During the expansion of the French colony in New France (in what is now Canada) in the 17th century, currency had to be imported from France. When the colony faced insolvency owing to great expenses fighting the Iroquois and a diminishing beaver trade, intendant Jacques de Meulles introduced card money to pay soldiers; this soon spread into general use, including commerce. The introduction of card money allowed the colony to reduce deliveries of specie, which could be lost at sea to weather or attack; no specie could be produced locally owing to a lack of precious metals. The currency caught on, and values equal to 100 livres are recorded. Eventually, an estimated two million livres in card money is thought to have circulated.

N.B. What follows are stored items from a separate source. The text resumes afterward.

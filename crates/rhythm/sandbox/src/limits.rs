use serde::{Deserialize, Serialize};

/// Resource bounds applied to every Rhythm engine.
#[derive(Debug, Clone, Serialize, Deserialize)]
pub struct SandboxLimits {
    /// Operations allowed per hook call.
    #[serde(default = "default_max_operations")]
    pub max_operations: u64,

    /// Maximum script call depth.
    #[serde(default = "default_max_call_levels")]
    pub max_call_levels: usize,

    /// Maximum expression nesting depth.
    #[serde(default = "default_max_expr_depth")]
    pub max_expr_depth: usize,

    /// Maximum string length in bytes.
    #[serde(default = "default_max_string_size")]
    pub max_string_size: usize,

    /// Maximum array length.
    #[serde(default = "default_max_array_size")]
    pub max_array_size: usize,

    /// Maximum object map size.
    #[serde(default = "default_max_map_size")]
    pub max_map_size: usize,

    /// Largest quantity a Rhythm may ask for with `set_post_quantity`.
    #[serde(default = "default_max_posts")]
    pub max_posts: usize,

    /// Quantity fetched when the Rhythm does not declare one.
    #[serde(default = "default_post_quantity")]
    pub default_post_quantity: usize,
}

impl Default for SandboxLimits {
    fn default() -> Self {
        Self {
            max_operations: default_max_operations(),
            max_call_levels: default_max_call_levels(),
            max_expr_depth: default_max_expr_depth(),
            max_string_size: default_max_string_size(),
            max_array_size: default_max_array_size(),
            max_map_size: default_max_map_size(),
            max_posts: default_max_posts(),
            default_post_quantity: default_post_quantity(),
        }
    }
}

fn default_max_operations() -> u64 {
    1_000_000
}

fn default_max_call_levels() -> usize {
    32
}

fn default_max_expr_depth() -> usize {
    64
}

fn default_max_string_size() -> usize {
    256 * 1024
}

fn default_max_array_size() -> usize {
    10_000
}

fn default_max_map_size() -> usize {
    10_000
}

fn default_max_posts() -> usize {
    1_000
}

fn default_post_quantity() -> usize {
    100
}
//! Static inspection of a Rhythm without running it.

use rhai::Engine;
use serde::Serialize;

use crate::error::SandboxError;

/// Script function found in a Rhythm.
#[derive(Clone, Debug, PartialEq, Eq, Serialize)]
pub struct FunctionSignature {
    pub name: String,
    pub params: Vec<String>,
}

/// What a Rhythm defines.
#[derive(Clone, Debug, Default, PartialEq, Eq, Serialize)]
pub struct RhythmOutline {
    pub has_init: bool,
    pub has_main: bool,
    pub has_finalize: bool,
    pub functions: Vec<FunctionSignature>,
    /// Hook names defined with the wrong number of parameters.
    pub warnings: Vec<String>,
}

impl RhythmOutline {
    /// Whether the Rhythm would load.
    pub fn is_runnable(&self) -> bool {
        self.has_main
    }
}

const HOOKS: [(&str, usize); 3] = [("init", 0), ("main", 1), ("finalize", 1)];

/// Compile `source` and describe its hooks.
///
/// Top-level statements are not evaluated.
pub fn outline(source: &str) -> Result<RhythmOutline, SandboxError> {
    let mut engine = Engine::new_raw();
    engine.disable_symbol("eval");
    let ast = engine
        .compile(source)
        .map_err(|e| SandboxError::Eval(e.to_string()))?;

    let mut outline = RhythmOutline::default();
    for f in ast.iter_functions() {
        let arity = f.params.len();
        match (f.name, arity) {
            ("init", 0) => outline.has_init = true,
            ("main", 1) => outline.has_main = true,
            ("finalize", 1) => outline.has_finalize = true,
            _ => {
                if let Some((hook, expected)) = HOOKS.iter().find(|(hook, _)| *hook == f.name) {
                    outline.warnings.push(format!(
                        "{hook} takes {expected} parameter(s), found {arity}; it will not be called"
                    ));
                }
            }
        }
        outline.functions.push(FunctionSignature {
            name: f.name.to_string(),
            params: f.params.iter().map(|p| p.to_string()).collect(),
        });
    }
    if !outline.has_main {
        outline
            .warnings
            .push("main(post) is not defined; the Rhythm will not load".to_string());
    }
    Ok(outline)
}

#[cfg(test)]
mod tests {
    use super::*;

    #[test]
    fn reports_present_hooks() {
        let outline = outline(
            r#"
            fn helper(a, b) { a + b }
            fn init() { }
            fn main(post) { set_sort(helper(1, 2)); }
            "#,
        )
        .unwrap();

        assert!(outline.has_init && outline.has_main && !outline.has_finalize);
        assert!(outline.is_runnable());
        assert!(outline.warnings.is_empty());
        assert_eq!(outline.functions.len(), 3);
    }

    #[test]
    fn wrong_arity_hooks_are_flagged() {
        let outline = outline("fn main() { } fn finalize(a, b) { }").unwrap();
        assert!(!outline.is_runnable());
        assert_eq!(outline.warnings.len(), 3);
    }

    #[test]
    fn syntax_errors_fail() {
        assert!(matches!(outline("fn main(post {"), Err(SandboxError::Eval(_))));
    }
}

By the end of the decade New France faced counterfeiting problems with this currency, although counterfeiters could be caned, branded, banished, flogged, or even hanged. It was ultimately inflation, however, which led to the decline of card money in French Canada: the money was produced in a greater quantity than required, in part to offset a failing French economy, while coins were hoarded. Attempts to decrease the value of the cards by half failed, and in 1717 the card money was withdrawn. By 1720 it had been declared worthless.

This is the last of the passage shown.